What you are asked to do
Only lines with the string "axum" matter here; gather them from the material below.

(Input data)

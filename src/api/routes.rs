use axum::{
    error_handling::HandleErrorLayer,
    extract::State,
    http::StatusCode,
    response::{IntoResponse, Response},
    routing::{get, post},
    BoxError, Json, Router,
};
use serde_json::Value;
use std::sync::Arc;
use std::time::{Duration, Instant};
use tower::ServiceBuilder;
use tower_http::{compression::CompressionLayer, cors::CorsLayer, trace::TraceLayer};
use tracing::{error, info, warn};

use crate::engine::ThresholdInfo;
use crate::orchestrator::Orchestrator;

use super::request::{parse_threshold_update, BatchRequest};
use super::response::{
    BatchResponse, ErrorResponse, HealthResponse, SampleResponse, ThresholdUpdateResponse,
};

/// Upper bound on any single request, batches included.
const REQUEST_TIMEOUT: Duration = Duration::from_secs(30);

/// Shared application state.
pub struct AppState {
    /// Prediction pipeline (owns the threshold store and metrics)
    pub orchestrator: Orchestrator,

    /// Application start time
    pub start_time: Instant,

    /// Application version
    pub version: String,

    /// Maximum transactions per batch request
    pub max_batch_size: usize,

    /// Latency budget in milliseconds
    pub latency_budget_ms: u64,
}

/// Create the application router.
pub fn create_router(state: Arc<AppState>) -> Router {
    Router::new()
        .route("/health", get(handle_health))
        .route("/api/detect-fraud", post(handle_detect_fraud))
        .route("/api/batch-detect", post(handle_batch_detect))
        .route("/api/model-info", get(handle_model_info))
        .route("/api/update-thresholds", post(handle_update_thresholds))
        .route("/api/thresholds", get(handle_thresholds))
        .route("/api/sample-transaction", get(handle_sample_transaction))
        .route("/metrics", get(handle_metrics))
        .layer(
            ServiceBuilder::new()
                .layer(TraceLayer::new_for_http())
                .layer(CorsLayer::permissive())
                .layer(CompressionLayer::new())
                .layer(HandleErrorLayer::new(handle_middleware_error))
                .timeout(REQUEST_TIMEOUT),
        )
        .with_state(state)
}

/// Handle single fraud detection requests.
async fn handle_detect_fraud(
    State(state): State<Arc<AppState>>,
    Json(payload): Json<Value>,
) -> Response {
    let start = Instant::now();
    let orchestrator = state.orchestrator.clone();

    // Scoring is CPU-bound; keep it off the async workers
    let response =
        match tokio::task::spawn_blocking(move || orchestrator.predict_fraud(&payload)).await {
            Ok(Ok(prediction)) => (StatusCode::OK, Json(prediction)).into_response(),
            Ok(Err(e)) => (
                StatusCode::BAD_REQUEST,
                Json(ErrorResponse::validation(e.to_string())),
            )
                .into_response(),
            Err(e) => {
                error!(error = %e, "Detection worker failed");
                (
                    StatusCode::INTERNAL_SERVER_ERROR,
                    Json(ErrorResponse::error("Internal server error")),
                )
                    .into_response()
            }
        };

    // Check latency budget
    let elapsed = start.elapsed();
    if elapsed.as_millis() > state.latency_budget_ms as u128 {
        warn!(
            latency_ms = elapsed.as_millis(),
            budget_ms = state.latency_budget_ms,
            "Detection latency exceeded budget"
        );
    }

    response
}

/// Handle batch detection requests.
async fn handle_batch_detect(
    State(state): State<Arc<AppState>>,
    Json(body): Json<Value>,
) -> Response {
    let batch = match BatchRequest::from_value(body, state.max_batch_size) {
        Ok(batch) => batch,
        Err(e) => return (StatusCode::BAD_REQUEST, Json(e)).into_response(),
    };

    let start = Instant::now();
    let total = batch.len();
    let orchestrator = state.orchestrator.clone();

    let results =
        match tokio::task::spawn_blocking(move || orchestrator.batch_predict(batch.transactions))
            .await
        {
            Ok(results) => results,
            Err(e) => {
                error!(error = %e, "Batch worker failed");
                return (
                    StatusCode::INTERNAL_SERVER_ERROR,
                    Json(ErrorResponse::error("Internal server error")),
                )
                    .into_response();
            }
        };

    let completed = results.iter().filter(|r| r.is_completed()).count();
    info!(
        total,
        completed,
        failed = total - completed,
        latency_ms = start.elapsed().as_millis(),
        "Batch detection completed"
    );

    (StatusCode::OK, Json(BatchResponse::new(results))).into_response()
}

/// Collaborator and threshold details.
async fn handle_model_info(State(state): State<Arc<AppState>>) -> impl IntoResponse {
    Json(state.orchestrator.model_info())
}

/// Apply a partial threshold update.
async fn handle_update_thresholds(
    State(state): State<Arc<AppState>>,
    Json(body): Json<Value>,
) -> Response {
    let update = match parse_threshold_update(body) {
        Ok(update) => update,
        Err(e) => return (StatusCode::BAD_REQUEST, Json(e)).into_response(),
    };

    match state.orchestrator.update_thresholds(&update) {
        Ok(snapshot) => (
            StatusCode::OK,
            Json(ThresholdUpdateResponse::new(ThresholdInfo::from(
                snapshot.as_ref(),
            ))),
        )
            .into_response(),
        Err(e) => (
            StatusCode::BAD_REQUEST,
            Json(ErrorResponse::error(format!("Invalid threshold values: {}", e))),
        )
            .into_response(),
    }
}

/// Current threshold snapshot.
async fn handle_thresholds(State(state): State<Arc<AppState>>) -> impl IntoResponse {
    Json(state.orchestrator.engine().get_threshold_info())
}

async fn handle_sample_transaction(State(state): State<Arc<AppState>>) -> impl IntoResponse {
    Json(SampleResponse::new(state.orchestrator.sample_transaction()))
}

/// Health check endpoint.
async fn handle_health(State(state): State<Arc<AppState>>) -> impl IntoResponse {
    let snapshot = state.orchestrator.engine().store().snapshot();

    Json(HealthResponse {
        status: "healthy".to_string(),
        version: state.version.clone(),
        policy_version: snapshot.policy_version.clone(),
        threshold_revision: snapshot.revision,
        uptime_secs: state.start_time.elapsed().as_secs(),
    })
}

/// Metrics endpoint (Prometheus format).
async fn handle_metrics(State(state): State<Arc<AppState>>) -> impl IntoResponse {
    let metrics = format!(
        r#"# HELP fraudr_uptime_seconds Application uptime in seconds
# TYPE fraudr_uptime_seconds counter
fraudr_uptime_seconds {}

{}"#,
        state.start_time.elapsed().as_secs(),
        state.orchestrator.metrics().to_prometheus(),
    );

    (
        StatusCode::OK,
        [(
            axum::http::header::CONTENT_TYPE,
            "text/plain; charset=utf-8",
        )],
        metrics,
    )
}

async fn handle_middleware_error(err: BoxError) -> (StatusCode, Json<ErrorResponse>) {
    if err.is::<tower::timeout::error::Elapsed>() {
        warn!("Request timed out");
        (
            StatusCode::REQUEST_TIMEOUT,
            Json(ErrorResponse::error("Request timed out")),
        )
    } else {
        error!(error = %err, "Unhandled middleware error");
        (
            StatusCode::INTERNAL_SERVER_ERROR,
            Json(ErrorResponse::error("Internal server error")),
        )
    }
}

(End Input data)

Answer space
use axum::{
            axum::http::header::CONTENT_TYPE,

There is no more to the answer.